COUPLE FRANCO-ROUMAIN - Eric et CarmenCOUPLE FRANCO-ROUMAIN - Eric et Carmen
Écrit par Franco-Roumanie
Publié le 17 octobre 2022, mis à jour le 17 octobre 2022

Pour cette nouvelle série de couples franco-roumains, LePetitJournal.com est allé à la rencontre de deux artistes, Eric Huchon, un Belge, et Carmen Georgescu, une Roumaine, vivant depuis 28 ans en Belgique.

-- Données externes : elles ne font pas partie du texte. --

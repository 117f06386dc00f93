//! Line-oriented text diff.
//!
//! Lines are compared without their terminator, so `\r\n` and `\n` endings are
//! equivalent. A missing newline at the end of one side only still counts as a
//! change.

use std::fmt::Write as _;

/// Unchanged lines shown around each change when rendering.
const CONTEXT_LINES: usize = 3;

/// Above this many cells the LCS table is skipped and the differing middle is
/// reported as one replacement.
const MAX_TABLE_CELLS: usize = 4_000_000;

#[derive(Debug, Clone, Copy, PartialEq, Eq)]
struct Line<'a> {
    text: &'a str,
    newline: bool,
}

/// One entry of an edit script, from expected to actual.
#[derive(Debug, Clone, Copy, PartialEq, Eq)]
pub enum Change<'a> {
    Equal(&'a str),
    /// Present in expected, missing from actual.
    Delete(&'a str, bool),
    /// Present in actual, missing from expected.
    Insert(&'a str, bool),
}

/// The result of [`line_diff`].
#[derive(Debug, Clone, PartialEq, Eq)]
pub struct LineDiff<'a> {
    changes: Vec<Change<'a>>,
}

impl<'a> LineDiff<'a> {
    /// True when the two texts are equivalent.
    pub fn is_empty(&self) -> bool {
        self.changes.iter().all(|c| matches!(c, Change::Equal(_)))
    }

    /// Render as `-`/`+`/` ` prefixed lines with a little context.
    pub fn render(&self) -> String {
        let keep: Vec<bool> = (0..self.changes.len())
            .map(|idx| {
                let lo = idx.saturating_sub(CONTEXT_LINES);
                let hi = (idx + CONTEXT_LINES + 1).min(self.changes.len());
                self.changes[lo..hi]
                    .iter()
                    .any(|c| !matches!(c, Change::Equal(_)))
            })
            .collect();

        let mut out = String::new();
        let mut skipped = false;
        for (change, keep) in self.changes.iter().zip(keep) {
            if !keep {
                skipped = true;
                continue;
            }
            if skipped {
                out.push_str("...\n");
                skipped = false;
            }
            match change {
                Change::Equal(text) => {
                    let _ = writeln!(out, " {text}");
                }
                Change::Delete(text, newline) => {
                    let _ = writeln!(out, "-{text}");
                    if !newline {
                        out.push_str("\\ No newline at end of file\n");
                    }
                }
                Change::Insert(text, newline) => {
                    let _ = writeln!(out, "+{text}");
                    if !newline {
                        out.push_str("\\ No newline at end of file\n");
                    }
                }
            }
        }
        if skipped {
            out.push_str("...\n");
        }
        out
    }
}

/// Diff `expected` against `actual`, line by line.
pub fn line_diff<'a>(expected: &'a str, actual: &'a str) -> LineDiff<'a> {
    let old = split_lines(expected);
    let new = split_lines(actual);

    let prefix = old.iter().zip(&new).take_while(|(a, b)| a == b).count();
    let suffix = old[prefix..]
        .iter()
        .rev()
        .zip(new[prefix..].iter().rev())
        .take_while(|(a, b)| a == b)
        .count();

    let mut changes: Vec<Change<'a>> = old[..prefix]
        .iter()
        .map(|line| Change::Equal(line.text))
        .collect();
    changes.extend(diff_middle(
        &old[prefix..old.len() - suffix],
        &new[prefix..new.len() - suffix],
    ));
    changes.extend(
        old[old.len() - suffix..]
            .iter()
            .map(|line| Change::Equal(line.text)),
    );

    LineDiff { changes }
}

fn split_lines(text: &str) -> Vec<Line<'_>> {
    text.split_inclusive('\n')
        .map(|raw| match raw.strip_suffix('\n') {
            Some(text) => Line {
                text: text.strip_suffix('\r').unwrap_or(text),
                newline: true,
            },
            None => Line {
                text: raw,
                newline: false,
            },
        })
        .collect()
}

fn diff_middle<'a>(old: &[Line<'a>], new: &[Line<'a>]) -> Vec<Change<'a>> {
    let delete = |l: &Line<'a>| Change::Delete(l.text, l.newline);
    let insert = |l: &Line<'a>| Change::Insert(l.text, l.newline);

    if old.len().saturating_mul(new.len()) > MAX_TABLE_CELLS {
        return old.iter().map(delete).chain(new.iter().map(insert)).collect();
    }

    // lcs[i][j] = length of the LCS of old[i..] and new[j..]
    let width = new.len() + 1;
    let mut lcs = vec![0usize; (old.len() + 1) * width];
    for i in (0..old.len()).rev() {
        for j in (0..new.len()).rev() {
            lcs[i * width + j] = if old[i] == new[j] {
                lcs[(i + 1) * width + j + 1] + 1
            } else {
                lcs[(i + 1) * width + j].max(lcs[i * width + j + 1])
            };
        }
    }

    let mut changes = Vec::with_capacity(old.len() + new.len());
    let (mut i, mut j) = (0, 0);
    while i < old.len() && j < new.len() {
        if old[i] == new[j] {
            changes.push(Change::Equal(old[i].text));
            i += 1;
            j += 1;
        } else if lcs[(i + 1) * width + j] >= lcs[i * width + j + 1] {
            changes.push(delete(&old[i]));
            i += 1;
        } else {
            changes.push(insert(&new[j]));
            j += 1;
        }
    }
    changes.extend(old[i..].iter().map(delete));
    changes.extend(new[j..].iter().map(insert));
    changes
}
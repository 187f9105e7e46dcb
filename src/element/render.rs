//! Pure rendering of a progress step.

use super::attributes::StepAttributes;
use super::content::{Content, SECONDARY_LABEL_SLOT};
use crate::icons::{class_hint, render_icon, title, IconOptions};
use crate::markup::{Element, Fragment, Node};
use crate::settings::Settings;

/// Render a progress step from an attribute snapshot and the caller's content.
///
/// The output is, in order: the state icon, the unnamed slot, the
/// `secondary-label` slot and the connecting line. Each slot holds the
/// caller's content for it when there is any, and the attribute fallback
/// otherwise. The same inputs always produce the same fragment.
pub fn render(attrs: &StepAttributes, content: &Content, settings: &Settings) -> Fragment {
    vec![
        icon(attrs, settings).into(),
        label_slot(attrs, content, settings).into(),
        secondary_label_slot(attrs, content, settings).into(),
        Element::new("span")
            .with_attr("class", settings.class("progress-line"))
            .into(),
    ]
}

fn icon(attrs: &StepAttributes, settings: &Settings) -> Element {
    let mut options = IconOptions::new();
    options.class = class_hint(attrs.state, settings);
    options.children = attrs.icon_label().map(title);
    render_icon(attrs.state, options)
}

fn slot(name: Option<&str>, content: &Content, fallback: Option<Element>) -> Element {
    let mut slot = Element::new("slot");
    if let Some(name) = name {
        slot = slot.with_attr("name", name);
    }
    if content.overrides(name) {
        slot.with_children(content.assigned(name).cloned())
    } else {
        slot.with_children(fallback.map(Node::from))
    }
}

fn label_slot(attrs: &StepAttributes, content: &Content, settings: &Settings) -> Element {
    let paragraph = attrs.label_text().map(|text| {
        Element::new("p")
            .with_attr("role", "button")
            .with_attr("class", settings.class("progress-label"))
            .with_attr("tabindex", "0")
            .with_attr("aria-describedby", "label-tooltip")
            .with_text(text)
    });
    slot(None, content, paragraph)
}

fn secondary_label_slot(attrs: &StepAttributes, content: &Content, settings: &Settings) -> Element {
    let paragraph = attrs.secondary_label_text().map(|text| {
        Element::new("p")
            .with_attr("class", settings.class("progress-optional"))
            .with_text(text)
    });
    slot(Some(SECONDARY_LABEL_SLOT), content, paragraph)
}
//! Vector glyphs drawn for each step state, on a 16x16 grid.

/// A glyph that can be drawn as a step icon.
#[derive(Clone, Copy, PartialEq, Eq, Debug)]
pub enum Glyph {
    /// Open circle outline.
    CircleOutline,
    /// Filled circle.
    CircleFilled,
    /// Checkmark inside a circle outline.
    CheckmarkOutline,
    /// Warning mark inside a circle outline.
    Warning,
}

const CIRCLE_OUTLINE: &[&str] = &[
    "M8 1C4.1 1 1 4.1 1 8s3.1 7 7 7 7-3.1 7-7-3.1-7-7-7zm0 13c-3.3 0-6-2.7-6-6s2.7-6 6-6 6 2.7 6 6-2.7 6-6 6z",
];

const CIRCLE_FILLED: &[&str] = &["M 7, 7 m -7, 0 a 7,7 0 1,0 14,0 a 7,7 0 1,0 -14,0"];

const CHECKMARK_OUTLINE: &[&str] = &[
    "M7 10.8L4.5 8.3 3.7 9.1 7 12.3 12.3 7 11.5 6.2z",
    "M8 1C4.1 1 1 4.1 1 8s3.1 7 7 7 7-3.1 7-7-3.1-7-7-7zm0 13c-3.3 0-6-2.7-6-6s2.7-6 6-6 6 2.7 6 6-2.7 6-6 6z",
];

const WARNING: &[&str] = &[
    "M8 1C4.1 1 1 4.1 1 8s3.1 7 7 7 7-3.1 7-7-3.1-7-7-7zm0 13c-3.3 0-6-2.7-6-6s2.7-6 6-6 6 2.7 6 6-2.7 6-6 6z",
    "M7.5 4h1v5h-1zm.5 6.2c-.4 0-.8.3-.8.8s.3.8.8.8.8-.3.8-.8-.4-.8-.8-.8z",
];

impl Glyph {
    /// Path data for the glyph, drawn in order.
    pub fn paths(self) -> &'static [&'static str] {
        match self {
            Self::CircleOutline => CIRCLE_OUTLINE,
            Self::CircleFilled => CIRCLE_FILLED,
            Self::CheckmarkOutline => CHECKMARK_OUTLINE,
            Self::Warning => WARNING,
        }
    }
}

La vie les a réunis dans une galerie d'art, et aujourd'hui, la Roumanie est une passion commune qu'ils partagent en voyageant sur tout le territoire.

 

 

Grégory Rateau: Vous vivez tous les deux en Belgique, à Leuze-en-Hainaut. Parlez-nous de votre première rencontre?


Eric : C’était il y a plus de trois ans ! Je suis peintre, amateur simplement, mais peintre dans l’âme. Dans le cadre des journées ‘Wallonie Bienvenue’, les artistes et artisans ouvrent leurs portes au public. Le service culturel de notre ville m’a proposé d’exposer et nous avons eu une belle couverture médiatique sur les ondes de la radio communautaire francophone de Belgique.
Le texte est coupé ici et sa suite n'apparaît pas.